Field research in West Africa is an important part of the [Re:]Entanglements project. This research, which will be one of the main activities of the project’s second year, involves retracing parts of the journeys made by Northcote Thomas during his anthropological surveys in Nigeria and Sierra Leone between 1909 and 1915.
One of the objective of this fieldwork is to reconnect with the communinties that Thomas visited over 100 years ago, and, where possible, to deposit copies of Thomas’s photographs, sound recordings and other archival materials with the descendants of those he documented. The historical archives and collections provide a medium through which to build relationships in the present. As well as ‘repatriating’ the archive, we are learning a great deal more about its content. The photographs, sound recordings and material culture collections are remarkably well contextualised compared with other ethnographic archives, but still there is much we don’t know. The return of the photographs and sound recordings provide occasions for telling the history of the settlement or community, explaining what is going on in a particular scene, or indeed correcting errors in Thomas’s documentation.

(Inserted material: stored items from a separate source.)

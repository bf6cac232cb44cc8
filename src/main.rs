//! Server entry point: configuration, tracing, database pool, routers.

use std::sync::Arc;
use std::time::Duration;

use axum::Router;
use sqlx::postgres::PgPoolOptions;
use tower_http::timeout::TimeoutLayer;
use tower_http::trace::TraceLayer;
use tracing::info;
use tracing_subscriber::EnvFilter;

use rentdesk::adapters::email::ResendNotifier;
use rentdesk::adapters::esign::HttpEsignProvider;
use rentdesk::adapters::http::billing::{billing_routes, webhook_routes, BillingAppState};
use rentdesk::adapters::http::esign::{esign_routes, EsignAppState};
use rentdesk::adapters::postgres::{PostgresBillingAccountStore, PostgresCreditStore};
use rentdesk::adapters::stripe::StripePaymentProvider;
use rentdesk::config::AppConfig;

#[tokio::main]
async fn main() -> Result<(), Box<dyn std::error::Error>> {
    let config = AppConfig::load()?;
    config.validate()?;

    init_tracing(&config);

    let pool = PgPoolOptions::new()
        .min_connections(config.database.min_connections)
        .max_connections(config.database.max_connections)
        .acquire_timeout(config.database.acquire_timeout())
        .connect(&config.database.url)
        .await?;

    if config.database.run_migrations {
        info!("Running database migrations");
        sqlx::migrate!("./migrations").run(&pool).await?;
    }

    let accounts = Arc::new(PostgresBillingAccountStore::new(pool.clone()));
    let credits = Arc::new(PostgresCreditStore::new(pool.clone()));
    let payments = Arc::new(StripePaymentProvider::new(&config.payment));
    let esign = Arc::new(HttpEsignProvider::new(&config.esign));
    let notifier = Arc::new(ResendNotifier::new(&config.email));

    let billing_state = BillingAppState {
        accounts: accounts.clone(),
        credits: credits.clone(),
        payments,
        notifier,
        webhook_secret: config.payment.webhook_secret.clone(),
        trial_days: config.payment.trial_days,
        billing_alerts_email: config.email.billing_alerts_email.clone(),
    };

    let esign_state = EsignAppState {
        credits,
        esign,
        call_timeout: config.esign.call_timeout(),
    };

    let app = Router::new()
        .nest(
            "/api/billing",
            billing_routes().with_state(billing_state.clone()),
        )
        .nest("/api/webhooks", webhook_routes().with_state(billing_state))
        .nest("/api/esign", esign_routes().with_state(esign_state))
        .layer(TraceLayer::new_for_http())
        .layer(TimeoutLayer::new(Duration::from_secs(
            config.server.request_timeout_secs,
        )));

    let addr = config.server.socket_addr()?;
    info!(%addr, environment = ?config.server.environment, "Starting server");

    let listener = tokio::net::TcpListener::bind(addr).await?;
    axum::serve(listener, app).await?;

    Ok(())
}

fn init_tracing(config: &AppConfig) {
    let filter = EnvFilter::try_from_default_env()
        .unwrap_or_else(|_| EnvFilter::new(config.server.log_level.clone()));

    let subscriber = tracing_subscriber::fmt().with_env_filter(filter);

    if config.is_production() {
        subscriber.json().init();
    } else {
        subscriber.init();
    }
}
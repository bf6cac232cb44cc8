//! ProvisionAccountHandler - Command handler run at landlord onboarding.

use std::sync::Arc;

use tracing::info;

use crate::domain::billing::BillingAccount;
use crate::domain::foundation::{DomainError, ErrorCode, LandlordId, Timestamp};
use crate::ports::BillingAccountStore;

/// Command to provision the billing account for a new landlord.
#[derive(Debug, Clone)]
pub struct ProvisionAccountCommand {
    pub landlord_id: LandlordId,
}

/// Handler creating the one-per-landlord billing account.
///
/// Idempotent: re-running onboarding leaves an existing account untouched.
pub struct ProvisionAccountHandler {
    accounts: Arc<dyn BillingAccountStore>,
    /// Promotional trial length; 0 disables trials.
    trial_days: i64,
}

impl ProvisionAccountHandler {
    pub fn new(accounts: Arc<dyn BillingAccountStore>, trial_days: i64) -> Self {
        Self {
            accounts,
            trial_days,
        }
    }

    pub async fn handle(
        &self,
        cmd: ProvisionAccountCommand,
    ) -> Result<BillingAccount, DomainError> {
        let account = BillingAccount::provision(cmd.landlord_id, self.trial_days, Timestamp::now());
        self.accounts.create_if_absent(&account).await?;

        // Return the stored row: on a replay this is the original account,
        // not the one constructed above.
        let stored = self
            .accounts
            .find_by_landlord(&cmd.landlord_id)
            .await?
            .ok_or_else(|| {
                DomainError::new(ErrorCode::AccountNotFound, "account missing after provisioning")
            })?;

        info!(landlord_id = %stored.landlord_id, status = stored.status.as_str(), "billing account provisioned");
        Ok(stored)
    }
}

#[cfg(test)]
mod tests {
    use super::*;
    use crate::domain::billing::BillingStatus;
    use async_trait::async_trait;
    use std::collections::HashMap;
    use std::sync::Mutex;

    #[derive(Default)]
    struct MockAccounts {
        accounts: Mutex<HashMap<LandlordId, BillingAccount>>,
    }

    #[async_trait]
    impl BillingAccountStore for MockAccounts {
        async fn create_if_absent(&self, account: &BillingAccount) -> Result<(), DomainError> {
            self.accounts
                .lock()
                .unwrap()
                .entry(account.landlord_id)
                .or_insert_with(|| account.clone());
            Ok(())
        }

        async fn find_by_landlord(
            &self,
            landlord_id: &LandlordId,
        ) -> Result<Option<BillingAccount>, DomainError> {
            Ok(self.accounts.lock().unwrap().get(landlord_id).cloned())
        }

        async fn find_by_customer_id(
            &self,
            _customer_id: &str,
        ) -> Result<Option<BillingAccount>, DomainError> {
            Ok(None)
        }

        async fn find_by_subscription_id(
            &self,
            _subscription_id: &str,
        ) -> Result<Option<BillingAccount>, DomainError> {
            Ok(None)
        }

        async fn update(&self, account: &BillingAccount) -> Result<(), DomainError> {
            self.accounts
                .lock()
                .unwrap()
                .insert(account.landlord_id, account.clone());
            Ok(())
        }
    }

    #[tokio::test]
    async fn provisions_trialing_account() {
        let handler = ProvisionAccountHandler::new(Arc::new(MockAccounts::default()), 30);
        let landlord_id = LandlordId::new();

        let account = handler
            .handle(ProvisionAccountCommand { landlord_id })
            .await
            .unwrap();

        assert_eq!(account.landlord_id, landlord_id);
        assert_eq!(account.status, BillingStatus::Trialing);
        assert!(account.trial_active);
    }

    #[tokio::test]
    async fn zero_trial_days_provisions_without_trial() {
        let handler = ProvisionAccountHandler::new(Arc::new(MockAccounts::default()), 0);

        let account = handler
            .handle(ProvisionAccountCommand {
                landlord_id: LandlordId::new(),
            })
            .await
            .unwrap();

        assert_eq!(account.status, BillingStatus::None);
        assert!(!account.trial_active);
    }

    #[tokio::test]
    async fn replayed_provisioning_keeps_original_account() {
        let accounts = Arc::new(MockAccounts::default());
        let handler = ProvisionAccountHandler::new(accounts, 30);
        let landlord_id = LandlordId::new();

        let first = handler
            .handle(ProvisionAccountCommand { landlord_id })
            .await
            .unwrap();
        let second = handler
            .handle(ProvisionAccountCommand { landlord_id })
            .await
            .unwrap();

        assert_eq!(first.created_at, second.created_at);
        assert_eq!(first.trial_end, second.trial_end);
    }
}
//! PostgreSQL adapters implementing the store ports with sqlx.

mod billing_account_store;
mod credit_store;

pub use billing_account_store::PostgresBillingAccountStore;
pub use credit_store::PostgresCreditStore;
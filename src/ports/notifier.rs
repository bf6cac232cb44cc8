//! Outbound notification port.
//!
//! Fire-and-forget sink: callers spawn the send as a detached task whose
//! failure is logged but never blocks or rolls back the operation that
//! triggered it.

use async_trait::async_trait;

use crate::domain::foundation::DomainError;

/// A notification to a landlord.
#[derive(Debug, Clone)]
pub struct Notification {
    pub to_email: String,
    pub subject: String,
    pub body: String,
}

/// Port for the outbound email sender.
#[async_trait]
pub trait Notifier: Send + Sync {
    /// Sends a single notification.
    async fn send(&self, notification: Notification) -> Result<(), DomainError>;
}

#[cfg(test)]
mod tests {
    use super::*;

    #[test]
    fn notifier_is_object_safe() {
        fn _accepts_dyn(_notifier: &dyn Notifier) {}
    }
}
//! Billing HTTP surface: webhook ingestion, entitlement gate, and the
//! landlord-facing billing commands.

pub mod dto;
pub mod handlers;
pub mod routes;

pub use handlers::BillingAppState;
pub use routes::{billing_routes, webhook_routes};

In our initial travels with these archives, we have found, of course, that much has changed in the areas in which Thomas worked a century ago. Places that were villages surrounded by forests have become neighbourhoods in conurbations. Thatched, mud-brick houses have been replaced by concrete and glass. Christian churches have often supplanted local shrines and traditional religious practices. And yet the continuities are also striking. Older members of the community still recall the old buildings from their youth; the names of photographed ancestors are known – a family resemblance is detected their descendants’ faces; the sacred grove is still somehow sacred.